- **WHAT YOU ARE ASKED TO DO**
Could you print each of the records below exactly?

* * * * * * *

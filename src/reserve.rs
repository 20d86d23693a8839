//! Spinning reserve requirements.
use crate::id::define_id_type;

define_id_type! {ReserveID}

/// A system-wide reserve requirement
#[derive(Debug, Clone, PartialEq)]
pub struct ReserveRequirement {
    /// Unique identifier
    pub id: ReserveID,
    /// Required amount per hour (MW)
    pub amount: Vec<f64>,
    /// Penalty for unmet reserve ($/MW). Non-positive values make the requirement hard.
    pub shortfall_penalty: f64,
}

impl ReserveRequirement {
    /// Whether the requirement may be violated at a cost
    pub fn shortfall_enabled(&self) -> bool {
        self.shortfall_penalty > 0.0
    }

    /// Whether there is anything to enforce at hour `t`
    pub fn is_active(&self, t: usize) -> bool {
        self.amount[t] > 0.0
    }
}
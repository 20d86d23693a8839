//! Error types for the formulation engine.
//!
//! Command-level code wraps these in [`anyhow::Error`] with extra context; the library core
//! returns them directly so callers can tell the failure kinds apart.
use crate::solver::SolveStatus;
use thiserror::Error;

/// Convenience alias for results produced by the library core
pub type ScucResult<T> = Result<T, ScucError>;

/// The ways in which loading, formulating or solving a problem can fail
#[derive(Debug, Error, Clone, PartialEq)]
pub enum ScucError {
    /// A field in the input document is malformed or missing
    #[error("Invalid input for `{field}`: {message}")]
    InputFormat {
        /// Path to the offending field
        field: String,
        /// What is wrong with it
        message: String,
    },
    /// A time series does not match the length of the time horizon
    #[error("`{field}` has {found} entries but the time horizon is {expected} hours")]
    DimensionMismatch {
        /// Path to the offending field
        field: String,
        /// Length of the time horizon
        expected: usize,
        /// Number of entries supplied
        found: usize,
    },
    /// The reduced network matrix cannot be inverted
    #[error("Invalid network topology: {0}")]
    Topology(String),
    /// An outage cannot be represented with distribution factors
    #[error("Outage of line `{line}` islands part of the network")]
    ContingencySingularity {
        /// Name of the outaged line
        line: String,
    },
    /// Internal inconsistency while building the model
    #[error("Model construction failed: {0}")]
    ModelConstruction(String),
    /// The solver finished without a usable solution
    #[error("Solver finished with status: {status}")]
    SolverStatus {
        /// The status reported by the solver
        status: SolveStatus,
    },
}

impl ScucError {
    /// Create a new [`ScucError::InputFormat`]
    pub fn input(field: impl Into<String>, message: impl Into<String>) -> Self {
        Self::InputFormat {
            field: field.into(),
            message: message.into(),
        }
    }
}
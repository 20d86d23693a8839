//! The cost-minimising objective.
use super::VariableManager;
use crate::instance::UCInput;
use crate::milp::Problem;

/// Register every cost term with the problem.
///
/// All coefficients are costs per hour: production and startup costs, profiled output cost and
/// the penalties on slack variables, less the revenue from price-sensitive loads.
pub fn add_objective(problem: &mut Problem, input: &UCInput, vars: &VariableManager) {
    for t in input.hours() {
        for (g, unit) in input.thermal_gens.iter().enumerate() {
            problem.add_objective_term(vars.commitment(g, t), unit.no_load_cost);
            for (s, segment) in unit.cost_segments.iter().enumerate() {
                problem.add_objective_term(vars.segment(g, s, t), segment.slope);
            }
            for (c, stage) in unit.startup_stages.iter().enumerate() {
                problem.add_objective_term(vars.startup_category(g, c, t), stage.cost);
            }
        }

        for (p, unit) in input.profiled_gens.iter().enumerate() {
            problem.add_objective_term(vars.profiled(p, t), unit.cost);
        }

        for (d, load) in input.price_sensitive_loads.iter().enumerate() {
            problem.add_objective_term(vars.served(d, t), -load.revenue[t]);
        }

        for b in 0..input.buses.len() {
            problem.add_objective_term(vars.curtailment(b, t), input.curtail_penalty);
        }

        for (r, reserve) in input.reserves.iter().enumerate() {
            if reserve.shortfall_enabled() {
                problem.add_objective_term(vars.shortfall(r, t), reserve.shortfall_penalty);
            }
        }

        for (l, line) in input.lines.iter().enumerate() {
            problem.add_objective_term(vars.flow_violation(l, t), line.flow_penalty);
        }

        for (i, pair) in input.relevant_pairs.iter().enumerate() {
            let penalty = input.lines[pair.monitored].flow_penalty;
            problem.add_objective_term(vars.contingency_violation(i, t), penalty);
        }
    }
}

* * * * * * *

- **RESULT**
filename src/reserve.rs
repository 20d86d23693a8839
//! Spinning reserve requirements.
use crate::id::define_id_type;

define_id_type! {ReserveID}

/// A system-wide reserve requirement
#[derive(Debug, Clone, PartialEq)]
pub struct ReserveRequirement {
    /// Unique identifier
    pub id: ReserveID,
    /// Required amount per hour (MW)
    pub amount: Vec<f64>,
    /// Penalty for unmet reserve ($/MW). Non-positive values make the requirement hard.
    pub shortfall_penalty: f64,
}

impl ReserveRequirement {
    /// Whether the requirement may be violated at a cost
    pub fn shortfall_enabled(&self) -> bool {
        self.shortfall_penalty > 0.0
    }

    /// Whether there is anything to enforce at hour `t`
    pub fn is_active(&self, t: usize) -> bool {
        self.amount[t] > 0.0
    }
}
repository 20d86d23693a8839
//! Error types for the formulation engine.
//!
//! Command-level code wraps these in [`anyhow::Error`] with extra context; the library core
//! returns them directly so callers can tell the failure kinds apart.
use crate::solver::SolveStatus;
use thiserror::Error;

/// Convenience alias for results produced by the library core
pub type ScucResult<T> = Result<T, ScucError>;

/// The ways in which loading, formulating or solving a problem can fail
#[derive(Debug, Error, Clone, PartialEq)]
pub enum ScucError {
    /// A field in the input document is malformed or missing
    #[error("Invalid input for `{field}`: {message}")]
    InputFormat {
        /// Path to the offending field
        field: String,
        /// What is wrong with it
        message: String,
    },
    /// A time series does not match the length of the time horizon
    #[error("`{field}` has {found} entries but the time horizon is {expected} hours")]
    DimensionMismatch {
        /// Path to the offending field
        field: String,
        /// Length of the time horizon
        expected: usize,
        /// Number of entries supplied
        found: usize,
    },
    /// The reduced network matrix cannot be inverted
    #[error("Invalid network topology: {0}")]
    Topology(String),
    /// An outage cannot be represented with distribution factors
    #[error("Outage of line `{line}` islands part of the network")]
    ContingencySingularity {
        /// Name of the outaged line
        line: String,
    },
    /// Internal inconsistency while building the model
    #[error("Model construction failed: {0}")]
    ModelConstruction(String),
    /// The solver finished without a usable solution
    #[error("Solver finished with status: {status}")]
    SolverStatus {
        /// The status reported by the solver
        status: SolveStatus,
    },
}

impl ScucError {
    /// Create a new [`ScucError::InputFormat`]
    pub fn input(field: impl Into<String>, message: impl Into<String>) -> Self {
        Self::InputFormat {
            field: field.into(),
            message: message.into(),
        }
    }
}
repository 20d86d23693a8839
//! The cost-minimising objective.
use super::VariableManager;
use crate::instance::UCInput;
use crate::milp::Problem;

/// Register every cost term with the problem.
///
/// All coefficients are costs per hour: production and startup costs, profiled output cost and
/// the penalties on slack variables, less the revenue from price-sensitive loads.
pub fn add_objective(problem: &mut Problem, input: &UCInput, vars: &VariableManager) {
    for t in input.hours() {
        for (g, unit) in input.thermal_gens.iter().enumerate() {
            problem.add_objective_term(vars.commitment(g, t), unit.no_load_cost);
            for (s, segment) in unit.cost_segments.iter().enumerate() {
                problem.add_objective_term(vars.segment(g, s, t), segment.slope);
            }
            for (c, stage) in unit.startup_stages.iter().enumerate() {
                problem.add_objective_term(vars.startup_category(g, c, t), stage.cost);
            }
        }

        for (p, unit) in input.profiled_gens.iter().enumerate() {
            problem.add_objective_term(vars.profiled(p, t), unit.cost);
        }

        for (d, load) in input.price_sensitive_loads.iter().enumerate() {
            problem.add_objective_term(vars.served(d, t), -load.revenue[t]);
        }

        for b in 0..input.buses.len() {
            problem.add_objective_term(vars.curtailment(b, t), input.curtail_penalty);
        }

        for (r, reserve) in input.reserves.iter().enumerate() {
            if reserve.shortfall_enabled() {
                problem.add_objective_term(vars.shortfall(r, t), reserve.shortfall_penalty);
            }
        }

        for (l, line) in input.lines.iter().enumerate() {
            problem.add_objective_term(vars.flow_violation(l, t), line.flow_penalty);
        }

        for (i, pair) in input.relevant_pairs.iter().enumerate() {
            let penalty = input.lines[pair.monitored].flow_penalty;
            problem.add_objective_term(vars.contingency_violation(i, t), penalty);
        }
    }
}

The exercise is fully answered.